> Stored data
================

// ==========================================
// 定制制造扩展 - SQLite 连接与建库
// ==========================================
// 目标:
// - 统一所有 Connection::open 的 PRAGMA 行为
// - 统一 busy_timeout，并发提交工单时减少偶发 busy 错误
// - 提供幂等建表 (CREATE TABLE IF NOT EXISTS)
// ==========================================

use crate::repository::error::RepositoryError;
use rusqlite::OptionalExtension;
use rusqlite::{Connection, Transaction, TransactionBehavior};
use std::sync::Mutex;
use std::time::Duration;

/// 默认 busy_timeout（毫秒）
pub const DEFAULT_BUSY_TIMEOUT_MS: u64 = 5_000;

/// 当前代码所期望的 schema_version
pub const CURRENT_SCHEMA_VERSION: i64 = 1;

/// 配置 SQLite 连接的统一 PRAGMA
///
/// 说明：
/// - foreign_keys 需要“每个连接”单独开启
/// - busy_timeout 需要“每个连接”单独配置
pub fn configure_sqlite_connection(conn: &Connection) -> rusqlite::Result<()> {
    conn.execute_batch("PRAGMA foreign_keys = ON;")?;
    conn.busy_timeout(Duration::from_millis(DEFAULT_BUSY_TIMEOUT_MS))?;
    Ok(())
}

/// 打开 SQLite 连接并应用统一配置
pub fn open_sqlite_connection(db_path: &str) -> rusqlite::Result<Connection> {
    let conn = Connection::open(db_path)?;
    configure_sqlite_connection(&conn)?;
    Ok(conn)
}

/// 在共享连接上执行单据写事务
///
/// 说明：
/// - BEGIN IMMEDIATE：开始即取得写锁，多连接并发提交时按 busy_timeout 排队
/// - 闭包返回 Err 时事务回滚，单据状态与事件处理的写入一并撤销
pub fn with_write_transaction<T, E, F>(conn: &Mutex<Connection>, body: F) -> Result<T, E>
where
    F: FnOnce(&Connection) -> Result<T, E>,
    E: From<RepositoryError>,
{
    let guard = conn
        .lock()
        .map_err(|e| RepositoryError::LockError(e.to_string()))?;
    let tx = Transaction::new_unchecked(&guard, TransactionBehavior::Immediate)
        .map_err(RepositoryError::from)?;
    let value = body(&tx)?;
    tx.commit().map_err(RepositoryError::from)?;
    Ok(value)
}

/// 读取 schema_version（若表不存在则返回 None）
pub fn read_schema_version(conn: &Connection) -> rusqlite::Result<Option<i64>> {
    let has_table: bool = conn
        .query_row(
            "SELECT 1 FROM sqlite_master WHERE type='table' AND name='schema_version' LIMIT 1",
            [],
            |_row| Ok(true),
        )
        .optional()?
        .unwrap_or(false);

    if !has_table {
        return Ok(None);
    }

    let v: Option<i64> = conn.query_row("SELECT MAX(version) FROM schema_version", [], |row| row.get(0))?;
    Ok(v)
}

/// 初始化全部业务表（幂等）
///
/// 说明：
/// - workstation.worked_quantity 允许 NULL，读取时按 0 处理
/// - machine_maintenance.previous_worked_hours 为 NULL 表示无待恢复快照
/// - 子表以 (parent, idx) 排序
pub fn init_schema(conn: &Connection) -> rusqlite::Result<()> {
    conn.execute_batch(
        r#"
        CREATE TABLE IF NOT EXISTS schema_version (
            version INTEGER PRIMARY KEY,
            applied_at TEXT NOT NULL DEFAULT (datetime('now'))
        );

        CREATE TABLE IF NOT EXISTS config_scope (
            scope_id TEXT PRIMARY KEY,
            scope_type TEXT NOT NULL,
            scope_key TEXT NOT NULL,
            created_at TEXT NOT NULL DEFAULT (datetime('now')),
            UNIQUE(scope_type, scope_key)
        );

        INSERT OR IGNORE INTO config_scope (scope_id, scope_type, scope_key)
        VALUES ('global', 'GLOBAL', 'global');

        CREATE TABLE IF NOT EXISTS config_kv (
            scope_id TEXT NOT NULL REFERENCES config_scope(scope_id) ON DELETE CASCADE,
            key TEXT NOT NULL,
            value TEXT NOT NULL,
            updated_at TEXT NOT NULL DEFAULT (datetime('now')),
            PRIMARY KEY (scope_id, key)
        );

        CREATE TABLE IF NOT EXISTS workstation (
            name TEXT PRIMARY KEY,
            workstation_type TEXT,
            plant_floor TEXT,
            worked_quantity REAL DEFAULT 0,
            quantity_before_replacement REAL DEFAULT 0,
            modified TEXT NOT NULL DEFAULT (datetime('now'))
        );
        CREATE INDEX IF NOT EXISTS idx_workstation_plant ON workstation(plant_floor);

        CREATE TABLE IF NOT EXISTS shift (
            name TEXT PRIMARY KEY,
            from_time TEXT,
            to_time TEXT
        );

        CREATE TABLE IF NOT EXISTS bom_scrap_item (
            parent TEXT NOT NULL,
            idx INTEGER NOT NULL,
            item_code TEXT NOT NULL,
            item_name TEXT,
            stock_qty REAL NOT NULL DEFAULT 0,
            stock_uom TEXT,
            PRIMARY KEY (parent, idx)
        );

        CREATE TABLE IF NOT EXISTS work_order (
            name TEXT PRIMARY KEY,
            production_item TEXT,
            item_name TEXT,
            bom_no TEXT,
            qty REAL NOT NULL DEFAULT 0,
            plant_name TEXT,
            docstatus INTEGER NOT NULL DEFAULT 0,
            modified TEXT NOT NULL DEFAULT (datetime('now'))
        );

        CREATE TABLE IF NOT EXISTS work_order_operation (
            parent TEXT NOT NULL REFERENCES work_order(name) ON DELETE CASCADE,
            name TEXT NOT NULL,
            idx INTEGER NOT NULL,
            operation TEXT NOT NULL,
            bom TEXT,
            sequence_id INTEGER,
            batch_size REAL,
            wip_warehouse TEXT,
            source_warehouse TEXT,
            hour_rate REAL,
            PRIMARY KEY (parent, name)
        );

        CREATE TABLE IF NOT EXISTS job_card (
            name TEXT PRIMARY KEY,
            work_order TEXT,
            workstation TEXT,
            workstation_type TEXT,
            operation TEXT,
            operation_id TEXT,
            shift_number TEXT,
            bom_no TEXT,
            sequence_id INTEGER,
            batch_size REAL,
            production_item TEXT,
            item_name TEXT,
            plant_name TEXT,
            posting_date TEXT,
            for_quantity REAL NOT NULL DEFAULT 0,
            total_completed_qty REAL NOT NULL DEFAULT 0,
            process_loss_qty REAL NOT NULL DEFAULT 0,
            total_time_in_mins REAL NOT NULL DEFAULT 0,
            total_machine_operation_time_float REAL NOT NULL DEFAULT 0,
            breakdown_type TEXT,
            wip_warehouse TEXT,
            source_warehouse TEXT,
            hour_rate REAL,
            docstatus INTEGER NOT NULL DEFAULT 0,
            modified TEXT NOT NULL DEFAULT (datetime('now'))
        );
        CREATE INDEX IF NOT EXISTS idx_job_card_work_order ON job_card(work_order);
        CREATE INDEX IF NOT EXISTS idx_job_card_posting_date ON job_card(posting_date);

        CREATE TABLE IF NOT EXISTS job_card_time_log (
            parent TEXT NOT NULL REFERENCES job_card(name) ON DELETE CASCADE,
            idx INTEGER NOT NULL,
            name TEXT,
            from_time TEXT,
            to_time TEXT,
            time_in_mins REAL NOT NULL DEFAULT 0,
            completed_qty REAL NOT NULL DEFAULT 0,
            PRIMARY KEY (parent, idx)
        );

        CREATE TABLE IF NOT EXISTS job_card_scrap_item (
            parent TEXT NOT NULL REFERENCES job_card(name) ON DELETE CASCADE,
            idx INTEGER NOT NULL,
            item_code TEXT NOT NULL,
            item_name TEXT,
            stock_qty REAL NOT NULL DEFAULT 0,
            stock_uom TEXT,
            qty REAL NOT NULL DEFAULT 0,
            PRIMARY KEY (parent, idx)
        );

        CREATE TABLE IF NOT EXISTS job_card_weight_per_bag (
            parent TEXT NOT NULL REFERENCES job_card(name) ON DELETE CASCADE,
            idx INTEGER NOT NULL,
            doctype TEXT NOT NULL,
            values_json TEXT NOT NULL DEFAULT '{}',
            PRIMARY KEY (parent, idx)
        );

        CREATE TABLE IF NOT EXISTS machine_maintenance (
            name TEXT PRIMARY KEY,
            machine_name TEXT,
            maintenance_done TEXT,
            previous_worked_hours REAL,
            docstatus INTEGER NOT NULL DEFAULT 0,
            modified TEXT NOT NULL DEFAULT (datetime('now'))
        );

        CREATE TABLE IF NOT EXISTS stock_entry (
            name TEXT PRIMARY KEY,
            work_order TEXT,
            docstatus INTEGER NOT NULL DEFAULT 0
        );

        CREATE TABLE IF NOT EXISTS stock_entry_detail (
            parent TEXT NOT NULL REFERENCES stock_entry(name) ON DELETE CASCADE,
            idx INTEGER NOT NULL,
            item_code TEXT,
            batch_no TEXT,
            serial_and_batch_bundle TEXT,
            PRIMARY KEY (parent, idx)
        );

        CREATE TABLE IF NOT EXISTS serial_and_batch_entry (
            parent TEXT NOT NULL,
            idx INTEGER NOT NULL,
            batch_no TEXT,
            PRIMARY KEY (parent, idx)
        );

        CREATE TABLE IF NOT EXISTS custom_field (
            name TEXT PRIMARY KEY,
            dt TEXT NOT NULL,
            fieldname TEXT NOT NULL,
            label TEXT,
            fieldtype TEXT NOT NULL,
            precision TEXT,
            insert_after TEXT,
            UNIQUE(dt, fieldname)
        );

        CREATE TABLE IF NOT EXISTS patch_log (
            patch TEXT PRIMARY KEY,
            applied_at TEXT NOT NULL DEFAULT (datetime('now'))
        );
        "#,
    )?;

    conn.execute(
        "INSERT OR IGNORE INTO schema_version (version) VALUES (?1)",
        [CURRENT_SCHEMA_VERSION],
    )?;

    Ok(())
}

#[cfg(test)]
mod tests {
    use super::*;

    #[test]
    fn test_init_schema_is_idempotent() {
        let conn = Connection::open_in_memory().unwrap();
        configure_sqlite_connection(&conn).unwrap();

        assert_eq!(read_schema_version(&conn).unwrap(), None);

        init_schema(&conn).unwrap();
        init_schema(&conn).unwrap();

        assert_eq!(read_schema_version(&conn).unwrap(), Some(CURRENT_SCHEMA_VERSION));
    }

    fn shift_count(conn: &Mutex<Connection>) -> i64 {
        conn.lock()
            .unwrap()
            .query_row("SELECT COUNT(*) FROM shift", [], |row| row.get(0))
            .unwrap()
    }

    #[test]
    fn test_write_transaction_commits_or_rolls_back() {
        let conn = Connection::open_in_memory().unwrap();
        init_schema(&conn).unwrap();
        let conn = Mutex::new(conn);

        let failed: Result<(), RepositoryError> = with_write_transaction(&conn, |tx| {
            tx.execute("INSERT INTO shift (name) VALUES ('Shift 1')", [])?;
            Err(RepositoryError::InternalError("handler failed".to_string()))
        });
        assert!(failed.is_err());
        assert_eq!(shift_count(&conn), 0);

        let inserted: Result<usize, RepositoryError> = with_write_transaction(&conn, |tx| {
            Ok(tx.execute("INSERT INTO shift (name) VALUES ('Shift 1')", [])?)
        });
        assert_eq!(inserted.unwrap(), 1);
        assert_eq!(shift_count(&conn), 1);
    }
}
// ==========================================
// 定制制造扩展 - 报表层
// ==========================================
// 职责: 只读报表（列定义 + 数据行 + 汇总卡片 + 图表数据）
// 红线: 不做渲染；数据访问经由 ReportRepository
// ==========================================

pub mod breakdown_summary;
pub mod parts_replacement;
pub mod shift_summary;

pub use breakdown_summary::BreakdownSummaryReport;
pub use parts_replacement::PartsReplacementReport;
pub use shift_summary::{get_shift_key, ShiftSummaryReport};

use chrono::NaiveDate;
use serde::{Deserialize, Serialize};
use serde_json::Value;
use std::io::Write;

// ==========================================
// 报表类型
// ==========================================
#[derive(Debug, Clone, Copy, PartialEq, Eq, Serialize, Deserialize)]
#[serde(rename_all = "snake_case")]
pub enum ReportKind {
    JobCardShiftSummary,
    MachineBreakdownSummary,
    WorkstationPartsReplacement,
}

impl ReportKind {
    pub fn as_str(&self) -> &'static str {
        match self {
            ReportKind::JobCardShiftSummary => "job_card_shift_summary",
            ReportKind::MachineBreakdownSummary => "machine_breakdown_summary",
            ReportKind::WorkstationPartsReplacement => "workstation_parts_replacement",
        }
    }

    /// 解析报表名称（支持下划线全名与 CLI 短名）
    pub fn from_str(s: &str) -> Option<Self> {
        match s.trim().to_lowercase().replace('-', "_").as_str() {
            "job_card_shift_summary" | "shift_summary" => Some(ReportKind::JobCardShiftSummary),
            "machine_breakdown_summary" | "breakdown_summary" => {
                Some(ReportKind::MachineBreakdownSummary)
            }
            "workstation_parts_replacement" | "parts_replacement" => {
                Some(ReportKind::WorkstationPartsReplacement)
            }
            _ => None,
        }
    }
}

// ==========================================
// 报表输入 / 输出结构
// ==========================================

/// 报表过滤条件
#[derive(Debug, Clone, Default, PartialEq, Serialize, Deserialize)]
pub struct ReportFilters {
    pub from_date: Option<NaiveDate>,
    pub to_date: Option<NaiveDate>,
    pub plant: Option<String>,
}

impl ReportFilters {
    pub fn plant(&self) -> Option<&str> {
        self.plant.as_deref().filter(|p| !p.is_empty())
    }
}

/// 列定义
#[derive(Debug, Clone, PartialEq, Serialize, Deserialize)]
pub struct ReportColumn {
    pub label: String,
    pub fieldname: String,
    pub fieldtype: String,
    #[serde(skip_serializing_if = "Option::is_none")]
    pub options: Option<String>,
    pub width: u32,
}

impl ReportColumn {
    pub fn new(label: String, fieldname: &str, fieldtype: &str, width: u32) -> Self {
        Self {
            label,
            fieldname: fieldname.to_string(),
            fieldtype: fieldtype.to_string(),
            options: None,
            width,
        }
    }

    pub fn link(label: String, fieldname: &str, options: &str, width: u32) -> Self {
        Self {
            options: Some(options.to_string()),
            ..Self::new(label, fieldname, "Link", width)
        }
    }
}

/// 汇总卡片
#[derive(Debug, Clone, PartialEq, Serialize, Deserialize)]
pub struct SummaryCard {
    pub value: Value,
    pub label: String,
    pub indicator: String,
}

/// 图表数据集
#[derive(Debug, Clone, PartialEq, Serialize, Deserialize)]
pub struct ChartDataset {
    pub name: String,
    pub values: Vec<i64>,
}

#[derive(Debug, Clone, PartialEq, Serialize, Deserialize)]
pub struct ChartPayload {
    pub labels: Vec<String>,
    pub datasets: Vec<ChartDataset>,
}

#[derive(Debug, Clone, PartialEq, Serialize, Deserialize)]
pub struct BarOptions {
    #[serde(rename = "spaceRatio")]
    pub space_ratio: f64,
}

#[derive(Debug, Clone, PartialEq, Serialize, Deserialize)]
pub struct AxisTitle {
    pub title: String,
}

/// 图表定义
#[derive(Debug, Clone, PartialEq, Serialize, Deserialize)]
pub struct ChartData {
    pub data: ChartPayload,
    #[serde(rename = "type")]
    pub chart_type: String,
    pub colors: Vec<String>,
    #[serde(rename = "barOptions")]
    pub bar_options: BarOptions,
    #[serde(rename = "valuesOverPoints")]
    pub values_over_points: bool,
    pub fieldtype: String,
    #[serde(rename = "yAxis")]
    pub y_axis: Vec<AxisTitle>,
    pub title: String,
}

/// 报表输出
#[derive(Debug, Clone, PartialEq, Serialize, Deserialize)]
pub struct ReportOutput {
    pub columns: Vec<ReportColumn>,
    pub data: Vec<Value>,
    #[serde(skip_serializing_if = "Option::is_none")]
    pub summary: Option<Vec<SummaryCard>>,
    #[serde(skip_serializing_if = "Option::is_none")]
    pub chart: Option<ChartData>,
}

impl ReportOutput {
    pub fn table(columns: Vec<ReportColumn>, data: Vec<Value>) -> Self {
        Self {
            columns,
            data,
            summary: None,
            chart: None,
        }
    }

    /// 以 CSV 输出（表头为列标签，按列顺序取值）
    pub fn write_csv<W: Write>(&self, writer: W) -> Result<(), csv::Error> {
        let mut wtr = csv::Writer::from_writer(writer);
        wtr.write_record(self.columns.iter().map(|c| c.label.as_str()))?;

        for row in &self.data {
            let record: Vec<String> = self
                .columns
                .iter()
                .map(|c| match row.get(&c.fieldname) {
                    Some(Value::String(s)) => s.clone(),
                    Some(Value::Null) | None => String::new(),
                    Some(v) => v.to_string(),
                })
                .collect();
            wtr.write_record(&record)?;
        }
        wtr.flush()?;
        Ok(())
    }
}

================

> Task item
Every line containing the string "SELECT" is required; copy each such line from the data.

> Problem solution
            "SELECT 1 FROM sqlite_master WHERE type='table' AND name='schema_version' LIMIT 1",
    let v: Option<i64> = conn.query_row("SELECT MAX(version) FROM schema_version", [], |row| row.get(0))?;
            .query_row("SELECT COUNT(*) FROM shift", [], |row| row.get(0))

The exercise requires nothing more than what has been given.